(mmm) Das „Kunstbüdchen“ von Sabine Tünkers im Herzen von Lintorf (Speestraße 43 a) dürfte deutschlandweit ein Unikat sein und hat sich binnen fünf Jahren als Vitrine und Ausstellungsraum für zeitgenössische Kunst als eine kulturelle Institution mit Strahlkraft weit über Stadt und Stadtteil hinaus entwickelt. In wechselnden Ausstellungen (in diesem Jahr sind es fünf) gestalten dort ausgewählte Künstlerinnen und Künstler den Raum nach ihren kreativen Ideen und präsentieren ihre Arbeiten an einem Ort, wo einst mit dem Kiosk „Büdchen vom Raasch“ ein Stückchen Lintorfer Dorfgeschichte seine Heimat hatte. Mit dem Showroom für die Kunst im urbanen Raum leistet Tünkers, die in Bonn Kunstgeschichte studiert hat, einen spannenden Beitrag zur Innenstadt-Belebung. Gezeigt werden die unterschiedlichsten Kunstgattungen, darunter Lichtinstallation, Videokunst (wie bis zum vergangenen Wochenende Tessa Knapp mit „rising signal“) und Performance.

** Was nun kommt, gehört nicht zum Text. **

impl AppConfig {
    /// Load config from `path`. Missing file yields defaults; a present
    /// but unparseable file is an error (startup treats it as fatal).
    pub fn load(path: &Path) -> anyhow::Result<Self> {
        let data = match std::fs::read_to_string(path) {
            Ok(d) => d,
            Err(e) if e.kind() == std::io::ErrorKind::NotFound => {
                let mut cfg = Self::default();
                cfg.apply_env_overrides();
                return Ok(cfg);
            }
            Err(e) => return Err(anyhow::anyhow!("read config {}: {}", path.display(), e)),
        };

        let mut cfg: AppConfig = serde_json::from_str(&data)
            .map_err(|e| anyhow::anyhow!("parse config {}: {}", path.display(), e))?;
        cfg.apply_env_overrides();
        Ok(cfg)
    }

    fn apply_env_overrides(&mut self) {
        if let Ok(v) = std::env::var("SYPHER_MINI_MODE") {
            if !v.is_empty() {
                self.deployment.mode = v;
            }
        }
        if let Ok(v) = std::env::var("SYPHER_INBOUND_SECRET") {
            if !v.is_empty() {
                self.gateway.inbound_secret = v;
            }
        }
        if let Ok(v) = std::env::var("SYPHER_GATEWAY_BIND") {
            if !v.is_empty() {
                self.gateway.bind = v;
            }
        }
        // GEMINI_MODEL overrides the default model when a Gemini key is
        // available; the internal tag carries the provider prefix.
        let gemini_key_present = !std::env::var("GEMINI_API_KEY").unwrap_or_default().is_empty()
            || !self.providers.gemini.api_key.is_empty();
        if gemini_key_present {
            if let Ok(v) = std::env::var("GEMINI_MODEL") {
                if !v.is_empty() {
                    self.agents.defaults.model = format!("gemini/{}", v);
                }
            }
        }
    }

    /// Save config as pretty-printed JSON (0600 on unix).
    pub fn save(&self, path: &Path) -> anyhow::Result<()> {
        if let Some(dir) = path.parent() {
            std::fs::create_dir_all(dir)?;
        }
        let data = serde_json::to_string_pretty(self)?;
        std::fs::write(path, data)?;
        #[cfg(unix)]
        {
            use std::os::unix::fs::PermissionsExt;
            let mut perms = std::fs::metadata(path)?.permissions();
            perms.set_mode(0o600);
            std::fs::set_permissions(path, perms)?;
        }
        Ok(())
    }

    /// Look up a configured agent by id (case-insensitive).
    pub fn find_agent(&self, id: &str) -> Option<&AgentConfig> {
        self.agents
            .list
            .iter()
            .find(|a| a.id.eq_ignore_ascii_case(id))
    }

    /// Resolve the workspace for an agent, falling back to defaults.
    pub fn agent_workspace(&self, agent_id: &str) -> String {
        let ws = self
            .find_agent(agent_id)
            .and_then(|a| a.workspace.clone())
            .unwrap_or_else(|| self.agents.defaults.workspace.clone());
        expand_path(&ws)
    }

    /// Labels attached to events and replay records.
    #[allow(dead_code)]
    pub fn deployment_labels(&self) -> HashMap<String, String> {
        let mut m = HashMap::new();
        m.insert("mode".to_string(), self.deployment.mode.clone());
        m
    }
}

#[cfg(test)]
mod tests {
    use super::*;

    #[test]
    fn defaults_are_sane() {
        let cfg = AppConfig::default();
        assert_eq!(cfg.task.timeout_sec, 300);
        assert_eq!(cfg.task.retry_max, 2);
        assert_eq!(cfg.agents.defaults.max_tool_iterations, 20);
        assert!(cfg.agents.defaults.restrict_to_workspace);
        assert_eq!(cfg.providers.routing_strategy, "cheap_first");
        assert_eq!(cfg.idempotency.ttl_sec, 60);
        assert!(cfg.idempotency.enabled);
        assert_eq!(cfg.tools.exec.timeout_sec, 60);
    }

    #[test]
    fn parse_partial_config() {
        let json = r#"{
            "task": { "timeout_sec": 42 },
            "policies": {
                "rate_limits": [
                    { "agent_id": "*", "tool_name": "exec", "requests_per_minute": 2 }
                ]
            }
        }"#;
        let cfg: AppConfig = serde_json::from_str(json).unwrap();
        assert_eq!(cfg.task.timeout_sec, 42);
        assert_eq!(cfg.task.retry_max, 2); // default fills in
        assert_eq!(cfg.policies.rate_limits.len(), 1);
        assert_eq!(cfg.policies.rate_limits[0].requests_per_minute, 2);
    }

    #[test]
    fn parse_error_is_reported() {
        let dir = tempfile::tempdir().unwrap();
        let path = dir.path().join("config.json");
        std::fs::write(&path, "{ not json").unwrap();
        let err = AppConfig::load(&path).unwrap_err();
        assert!(err.to_string().contains("parse config"));
    }

    #[test]
    fn missing_file_yields_defaults() {
        let dir = tempfile::tempdir().unwrap();
        let cfg = AppConfig::load(&dir.path().join("nope.json")).unwrap();
        assert_eq!(cfg.deployment.mode, "local_dev");
    }

    #[test]
    fn binding_match_field_renamed() {
        let json = r#"{
            "bindings": [
                { "agent_id": "dev", "match": { "channel": "whatsapp", "account_id": "123" } }
            ]
        }"#;
        let cfg: AppConfig = serde_json::from_str(json).unwrap();
        assert_eq!(cfg.bindings[0].agent_id, "dev");
        assert_eq!(cfg.bindings[0].matcher.account_id, "123");
    }

    #[test]
    fn expand_path_tilde() {
        let expanded = expand_path("~/x");
        assert!(!expanded.starts_with('~'));
        assert!(expanded.ends_with('x'));
        assert_eq!(expand_path(""), "");
        assert_eq!(expand_path("/abs/path"), "/abs/path");
    }
}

Ein Ort für Bilder an der Wand ist das Kunstbüdchen abder ganz bewusst nicht. Die Magie der Werke, ihre über den Ort hinausweisenden Botschaften erschließen sich ausschließlich durch den Blick ins Schaufenster, wie eine wunderbar illuminierte Vitrine eben. Das Spannende am Ausstellungskonzept: „Was die Künstler hier vor Ort machen und inszenieren, sehe auch ich erst am Eröffnungstag“, erklärt Sabine Tünkers. Und auch für die Künstlerinnen und Künstler ist dieser Raum mitunter eine Herausforderung, der sie sich mit Leidenschaft stellen. Tünkers: „Die ausstellenden Künstler müssen sich im Vorfeld dezidiert mit der speziellen Wirkung und den Dimensionen dieses Raumes beschäftigen.“
Vernissage „Linienlied“ am 14. März
Wie jetzt für die aktuelle Ausstellung „Linienlied“ (bis 12. Juni) der Düsseldorfer Künstlerin Utta Hagen, die am Samstag (14. März, 18 Uhr) eröffnet wird. Utta Hagen sieht sich in der Tradition des „Minimal“. Sie absolvierte zunächst eine Lehre als Kirchenmalerin, ehe sie an der Akademie der Künste in München und anschließend an der Kunstakademie in Düsseldorf (1991 bis 1997) in der Klasse von Gerhard Richter und David Rabinowitch studierte. Die Künstlerin inspiriert alles, was fließt und im Kontrast dazu alles, was statisch ist, konkret Wasser, Musik, Bewegung, Tanz, Architektur und Raum. „Immer wieder versuche ich für etwas, das eigentlich nicht greifbar ist, eine materielle Form zu finden, eben der Energie hinter den Dingen.“ Ihr Wunsch: „Dass die Betrachtenden meiner Kunst sich selbst, den gegenwärtigen Augenblick und den Raum durch die Arbeit bewusst wahrnehmen.“
Als Raum für zeitgenössische Kunst hat das Kunstbüdchen längst seine ganz eigene Strahlkraft entwickelt, die die kundige Handschrift von Sabine Tünkers offenbart. Die Kunst begleitet Tünkers bereits seit Jugendtagen: „Die Begeisterung dafür war ein Grund, mich für das Studium der Kunstgeschichte zu entscheiden.“ Nach ihrem Abschluss an der Universität Bonn war sie in den Bereichen Denkmalpflege, Kunstpädagogik, Kunstvermittlung und Ausstellungskonzeption tätig, führte u.a. Interessierte durch die Düsseldorfer Stadtgeschichte oder das Museum Kunstpalast. „Eines meiner wichtigsten Anliegen ist es, für jeden von uns eine Tür in die Welt der bildenden Kunst zu öffnen. Ich wünsche mir, dass die Kunst ein selbstverständlicher Teil unseres Alltags wird und wir das Leben mit Kunst schätzen lernen.“ Dialog und Austausch seien die ersten wichtigen Schritte, sich dieser Welt anzunähern. Das Kunstbüdchen soll auch im fünften Jahr des Bestehens seinen Beitrag dazu leisten. Der Standort als große Vitrine und visuelle Wundertüte für die Kunst könnte nicht besser sein, als an der Speestraße, der Lebensader Lintorfs, mit Bushaltestelle direkt vor der Tür. Demokratischer (und auch spannender) ist Kunst kaum denkbar.